▶ What you have to do: For this exercise, restate word for word only the lines from the first line of the data to the line containing "use crate::errors::PayoutError;".

▶ Data section:
──────
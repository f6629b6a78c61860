// Routing oracle HTTP client
// This file implements the cross-network route oracle over the LI.FI REST API:
// route candidates, step transaction population and transfer status polling
//
// Numan Thabit 2025 Nov

use crate::errors::PayoutError;
use crate::metrics::{REQ_ERRORS, REQ_LATENCY};
use crate::router::oracle::{RoutingOracle, TransferStatus};
use crate::router::routes::{BridgeQuote, RouteQuery};
use crate::signing::TxRequest;
use async_trait::async_trait;
use backoff::{future::retry, ExponentialBackoff};
use serde::de::DeserializeOwned;
use serde::{Deserialize, Serialize};
use std::time::Duration;
use tracing::{debug, warn};
use url::Url;

pub const DEFAULT_ENDPOINT: &str = "https://li.quest/v1";

#[derive(Clone)]
pub struct LifiOracle {
    endpoint: Url,
    client: reqwest::Client,
    integrator: String,
    api_key: Option<String>,
    transfer_timeout: Duration,
}

#[derive(Debug, Serialize)]
#[serde(rename_all = "camelCase")]
struct RoutesRequest<'a> {
    from_chain_id: u64,
    to_chain_id: u64,
    from_token_address: &'a str,
    to_token_address: &'a str,
    from_amount: String,
    from_address: &'a str,
    to_address: &'a str,
    options: RouteOptions<'a>,
}

#[derive(Debug, Serialize)]
struct RouteOptions<'a> {
    integrator: &'a str,
}

#[derive(Debug, Deserialize)]
struct RoutesResponse {
    #[serde(default)]
    routes: Vec<RawRoute>,
}

#[derive(Debug, Deserialize)]
#[serde(rename_all = "camelCase")]
struct RawRoute {
    id: String,
    #[serde(default)]
    to_amount_min: Option<String>,
    #[serde(default)]
    steps: Vec<serde_json::Value>,
}

impl From<RawRoute> for BridgeQuote {
    fn from(raw: RawRoute) -> Self {
        let first = raw.steps.first();
        let tool = first
            .and_then(|s| s.get("tool"))
            .and_then(|t| t.as_str())
            .map(str::to_string);
        let approval_address = first
            .and_then(|s| s.pointer("/estimate/approvalAddress"))
            .and_then(|a| a.as_str())
            .map(str::to_string);
        BridgeQuote {
            id: raw.id,
            tool,
            to_amount_min: raw.to_amount_min,
            approval_address,
            steps: raw.steps,
        }
    }
}

#[derive(Debug, Deserialize)]
#[serde(rename_all = "camelCase")]
struct PopulatedStep {
    #[serde(default)]
    transaction_request: Option<TxRequest>,
}

#[derive(Debug, Deserialize)]
#[serde(rename_all = "camelCase")]
struct StatusResponse {
    status: String,
    #[serde(default)]
    substatus_message: Option<String>,
    #[serde(default)]
    receiving: Option<ReceivingLeg>,
}

#[derive(Debug, Deserialize)]
#[serde(rename_all = "camelCase")]
struct ReceivingLeg {
    #[serde(default)]
    tx_hash: Option<String>,
}

impl LifiOracle {
    pub fn new(
        endpoint: Url,
        integrator: impl Into<String>,
        api_key: Option<String>,
        transfer_timeout: Duration,
    ) -> Result<Self, PayoutError> {
        let client = reqwest::Client::builder()
            .timeout(Duration::from_secs(30))
            .gzip(true)
            .brotli(true)
            .build()
            .map_err(|e| PayoutError::Transport(format!("build routing HTTP client: {e}")))?;

        Ok(Self {
            endpoint,
            client,
            integrator: integrator.into(),
            api_key,
            transfer_timeout,
        })
    }

    fn url(&self, path: &str) -> String {
        format!("{}/{}", self.endpoint.as_str().trim_end_matches('/'), path)
    }

    async fn send<T: DeserializeOwned>(
        &self,
        method: &'static str,
        request: reqwest::RequestBuilder,
    ) -> Result<T, PayoutError> {
        let _timer = REQ_LATENCY.with_label_values(&["routing", method]).start_timer();
        let request = match &self.api_key {
            Some(key) => request.header("x-lifi-api-key", key),
            None => request,
        };

        let response = request.send().await.map_err(|e| {
            REQ_ERRORS.with_label_values(&["routing", method]).inc();
            PayoutError::Transport(format!("routing {method}: {e}"))
        })?;

        let status = response.status();
        if !status.is_success() {
            REQ_ERRORS.with_label_values(&["routing", method]).inc();
            let body = response.text().await.unwrap_or_default();
            warn!(status = %status, method = method, "routing oracle returned error");
            return Err(PayoutError::Provider(format!("routing {method}: http {status}: {body}")));
        }

        response
            .json()
            .await
            .map_err(|e| PayoutError::Provider(format!("routing {method}: decode: {e}")))
    }

    async fn transfer_status(&self, query: &[(&str, String)]) -> Result<StatusResponse, PayoutError> {
        let request = self.client.get(self.url("status")).query(query);
        self.send("status", request).await
    }
}

#[async_trait]
impl RoutingOracle for LifiOracle {
    async fn routes(&self, query: &RouteQuery) -> Result<Vec<BridgeQuote>, PayoutError> {
        let body = RoutesRequest {
            from_chain_id: query.from_network.chain_id(),
            to_chain_id: query.to_network.chain_id(),
            from_token_address: &query.from_token,
            to_token_address: &query.to_token,
            from_amount: query.from_amount.to_string(),
            from_address: &query.from_address,
            to_address: &query.to_address,
            options: RouteOptions {
                integrator: &self.integrator,
            },
        };
        let request = self.client.post(self.url("advanced/routes")).json(&body);
        let response: RoutesResponse = self.send("routes", request).await?;
        debug!(candidates = response.routes.len(), "routing oracle answered");
        Ok(response.routes.into_iter().map(BridgeQuote::from).collect())
    }

    async fn step_transaction(&self, step: &serde_json::Value) -> Result<TxRequest, PayoutError> {
        let request = self
            .client
            .post(self.url("advanced/stepTransaction"))
            .json(step);
        let populated: PopulatedStep = self.send("step_transaction", request).await?;
        populated
            .transaction_request
            .ok_or_else(|| PayoutError::Provider("step has no transaction request".into()))
    }

    async fn wait_for_transfer(
        &self,
        tx_hash: &str,
        step: &serde_json::Value,
    ) -> Result<TransferStatus, PayoutError> {
        let mut query = vec![("txHash", tx_hash.to_string())];
        if let Some(tool) = step.get("tool").and_then(|t| t.as_str()) {
            query.push(("bridge", tool.to_string()));
        }
        for (param, pointer) in [("fromChain", "/action/fromChainId"), ("toChain", "/action/toChainId")] {
            if let Some(id) = step.pointer(pointer).and_then(|v| v.as_u64()) {
                query.push((param, id.to_string()));
            }
        }

        let backoff = ExponentialBackoff {
            initial_interval: Duration::from_secs(5).min(self.transfer_timeout / 4),
            max_interval: Duration::from_secs(60),
            max_elapsed_time: Some(self.transfer_timeout),
            multiplier: 1.5,
            ..Default::default()
        };

        retry(backoff, || {
            let query = query.clone();
            async move {
                let status = self
                    .transfer_status(&query)
                    .await
                    .map_err(backoff::Error::transient)?;
                match status.status.as_str() {
                    "DONE" => Ok(TransferStatus::Done {
                        receiving_tx_hash: status.receiving.and_then(|r| r.tx_hash),
                    }),
                    "FAILED" | "INVALID" => Ok(TransferStatus::Failed {
                        reason: status
                            .substatus_message
                            .unwrap_or_else(|| status.status.to_lowercase()),
                    }),
                    other => Err(backoff::Error::transient(PayoutError::ExecutionFailure(
                        format!("transfer still {} when status wait timed out", other.to_lowercase()),
                    ))),
                }
            }
        })
        .await
    }
}

#[cfg(test)]
mod tests {
    use super::*;
    use axum::extract::{Query, State};
    use axum::{routing::get, Json, Router};
    use serde_json::{json, Value};
    use std::collections::{HashMap, VecDeque};
    use std::sync::{Arc, Mutex};

    #[derive(Clone, Default)]
    struct StatusFeed {
        replies: Arc<Mutex<VecDeque<Value>>>,
        queries: Arc<Mutex<Vec<HashMap<String, String>>>>,
    }

    /// Replies in order; the last one repeats.
    async fn status(
        State(feed): State<StatusFeed>,
        Query(query): Query<HashMap<String, String>>,
    ) -> Json<Value> {
        feed.queries.lock().unwrap().push(query);
        let mut replies = feed.replies.lock().unwrap();
        let next = if replies.len() > 1 {
            replies.pop_front()
        } else {
            replies.front().cloned()
        };
        Json(next.unwrap_or(Value::Null))
    }

    async fn status_oracle(replies: Vec<Value>, transfer_timeout: Duration) -> (LifiOracle, StatusFeed) {
        let feed = StatusFeed {
            replies: Arc::new(Mutex::new(replies.into())),
            ..Default::default()
        };
        let app = Router::new()
            .route("/status", get(status))
            .with_state(feed.clone());
        let listener = tokio::net::TcpListener::bind("127.0.0.1:0").await.unwrap();
        let addr = listener.local_addr().unwrap();
        tokio::spawn(async move {
            axum::serve(listener, app).await.unwrap();
        });
        let endpoint = Url::parse(&format!("http://{addr}/")).unwrap();
        let oracle = LifiOracle::new(endpoint, "tests", None, transfer_timeout).unwrap();
        (oracle, feed)
    }

    fn step() -> Value {
        json!({ "tool": "across", "action": { "fromChainId": 137, "toChainId": 10 } })
    }

    #[test]
    fn raw_route_maps_tool_and_approval() {
        let raw: RawRoute = serde_json::from_value(json!({
            "id": "route-1",
            "toAmountMin": "4990000",
            "steps": [{
                "tool": "across",
                "estimate": { "approvalAddress": "0x1231DEB6f5749EF6cE6943a275A1D3E7486F4EaE" },
                "action": { "fromChainId": 137, "toChainId": 10 }
            }]
        }))
        .unwrap();
        let quote = BridgeQuote::from(raw);
        assert_eq!(quote.id, "route-1");
        assert_eq!(quote.tool.as_deref(), Some("across"));
        assert_eq!(
            quote.approval_address.as_deref(),
            Some("0x1231DEB6f5749EF6cE6943a275A1D3E7486F4EaE")
        );
        assert_eq!(quote.steps.len(), 1);
    }

    #[test]
    fn empty_routes_response_decodes() {
        let resp: RoutesResponse = serde_json::from_value(json!({ "routes": [] })).unwrap();
        assert!(resp.routes.is_empty());
    }

    #[tokio::test]
    async fn transfer_polls_until_done() {
        let (oracle, feed) = status_oracle(
            vec![
                json!({ "status": "PENDING" }),
                json!({ "status": "DONE", "receiving": { "txHash": "0xdest" } }),
            ],
            Duration::from_secs(5),
        )
        .await;
        let done = oracle.wait_for_transfer("0xsrc", &step()).await.unwrap();
        assert_eq!(
            done,
            TransferStatus::Done {
                receiving_tx_hash: Some("0xdest".into())
            }
        );

        let queries = feed.queries.lock().unwrap();
        assert_eq!(queries.len(), 2);
        assert_eq!(queries[0]["txHash"], "0xsrc");
        assert_eq!(queries[0]["bridge"], "across");
        assert_eq!(queries[0]["fromChain"], "137");
        assert_eq!(queries[0]["toChain"], "10");
    }

    #[tokio::test]
    async fn failed_transfer_carries_reason() {
        let (oracle, _) = status_oracle(
            vec![json!({ "status": "FAILED", "substatusMessage": "refunded on source" })],
            Duration::from_secs(5),
        )
        .await;
        assert_eq!(
            oracle.wait_for_transfer("0xsrc", &step()).await.unwrap(),
            TransferStatus::Failed {
                reason: "refunded on source".into()
            }
        );

        let (oracle, _) = status_oracle(vec![json!({ "status": "INVALID" })], Duration::from_secs(5)).await;
        assert_eq!(
            oracle.wait_for_transfer("0xsrc", &step()).await.unwrap(),
            TransferStatus::Failed {
                reason: "invalid".into()
            }
        );
    }

    #[tokio::test]
    async fn pending_transfer_times_out() {
        let (oracle, _) =
            status_oracle(vec![json!({ "status": "PENDING" })], Duration::from_millis(200)).await;
        let err = oracle.wait_for_transfer("0xsrc", &step()).await.unwrap_err();
        assert_eq!(
            err,
            PayoutError::ExecutionFailure("transfer still pending when status wait timed out".into())
        );
    }
}
// Wallet session streaming
//
// Polls the signer node for the active account and chain and broadcasts
// changes to subscribers. This stream is independent of batch progress; the
// executor only consumes a point-in-time signer and network.
//
// Numan Thabit 2025 Nov

use crate::networks::NetworkId;
use crate::transport::jsonrpc::JsonRpc;
use anyhow::Result;
use serde::Serialize;
use std::sync::Arc;
use std::time::Duration;
use tokio::sync::{broadcast, RwLock};
use tracing::{debug, info, warn};

#[derive(Debug, Clone, Default, PartialEq, Eq, Serialize)]
#[serde(rename_all = "camelCase")]
pub struct SessionSnapshot {
    pub account: Option<String>,
    pub network: Option<NetworkId>,
    /// Raw chain id, kept even when the network is unsupported
    pub chain_id: Option<u64>,
}

#[derive(Debug, Clone, PartialEq, Eq, Serialize)]
#[serde(tag = "event", rename_all = "camelCase")]
pub enum SessionEvent {
    AccountChanged { account: Option<String> },
    NetworkChanged { chain_id: Option<u64> },
    Disconnected,
}

#[derive(Clone)]
pub struct SessionState {
    current: Arc<RwLock<SessionSnapshot>>,
    tx: broadcast::Sender<SessionEvent>,
}

impl SessionState {
    pub fn new(buffer: usize) -> Self {
        let (tx, _) = broadcast::channel(buffer);
        Self {
            current: Arc::new(RwLock::new(SessionSnapshot::default())),
            tx,
        }
    }

    pub fn subscribe(&self) -> broadcast::Receiver<SessionEvent> {
        self.tx.subscribe()
    }

    pub async fn snapshot(&self) -> SessionSnapshot {
        self.current.read().await.clone()
    }

    /// Record a fresh observation and broadcast what changed.
    pub async fn observe(&self, next: SessionSnapshot) -> Vec<SessionEvent> {
        let mut current = self.current.write().await;
        let mut events = Vec::new();
        if current.account != next.account {
            events.push(SessionEvent::AccountChanged {
                account: next.account.clone(),
            });
        }
        if current.chain_id != next.chain_id {
            events.push(SessionEvent::NetworkChanged {
                chain_id: next.chain_id,
            });
        }
        *current = next;
        drop(current);

        for event in &events {
            // no subscribers is fine
            let _ = self.tx.send(event.clone());
        }
        events
    }

    /// Clear the session after the node became unreachable.
    pub async fn disconnect(&self) -> bool {
        let mut current = self.current.write().await;
        if *current == SessionSnapshot::default() {
            return false;
        }
        *current = SessionSnapshot::default();
        drop(current);
        let _ = self.tx.send(SessionEvent::Disconnected);
        true
    }
}

async fn poll_once(rpc: &JsonRpc) -> Result<SessionSnapshot> {
    let chain_id = rpc.chain_id().await?;
    let account = rpc.accounts().await?.into_iter().next();
    Ok(SessionSnapshot {
        account: account.map(|a| a.to_ascii_lowercase()),
        network: NetworkId::from_chain_id(chain_id).ok(),
        chain_id: Some(chain_id),
    })
}

/// Start the session polling task.
pub fn start_session_watch(
    rpc: JsonRpc,
    state: SessionState,
    interval: Duration,
) -> tokio::task::JoinHandle<()> {
    tokio::spawn(async move {
        let mut ticker = tokio::time::interval(interval);
        loop {
            ticker.tick().await;
            match poll_once(&rpc).await {
                Ok(snapshot) => {
                    for event in state.observe(snapshot).await {
                        info!(event = ?event, "wallet session changed");
                    }
                }
                Err(err) => {
                    if state.disconnect().await {
                        warn!(error = %err, "signer node unreachable; session disconnected");
                    } else {
                        debug!(error = %err, "signer node still unreachable");
                    }
                }
            }
        }
    })
}

#[cfg(test)]
mod tests {
    use super::*;

    #[tokio::test]
    async fn observe_broadcasts_only_changes() {
        let state = SessionState::new(16);
        let mut rx = state.subscribe();

        let first = SessionSnapshot {
            account: Some("0xabc".into()),
            network: Some(NetworkId::Polygon),
            chain_id: Some(137),
        };
        let events = state.observe(first.clone()).await;
        assert_eq!(events.len(), 2);
        assert!(state.observe(first.clone()).await.is_empty());

        let switched = SessionSnapshot {
            network: Some(NetworkId::Optimism),
            chain_id: Some(10),
            ..first
        };
        assert_eq!(
            state.observe(switched).await,
            vec![SessionEvent::NetworkChanged { chain_id: Some(10) }]
        );

        assert!(state.disconnect().await);
        assert!(!state.disconnect().await);

        let received: Vec<_> = std::iter::from_fn(|| rx.try_recv().ok()).collect();
        assert_eq!(received.len(), 4);
        assert_eq!(received.last(), Some(&SessionEvent::Disconnected));
    }
}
──────
▶ Answer section:
repository f6629b6a78c61860
// Routing oracle HTTP client
// This file implements the cross-network route oracle over the LI.FI REST API:
// route candidates, step transaction population and transfer status polling
//
// Numan Thabit 2025 Nov

use crate::errors::PayoutError;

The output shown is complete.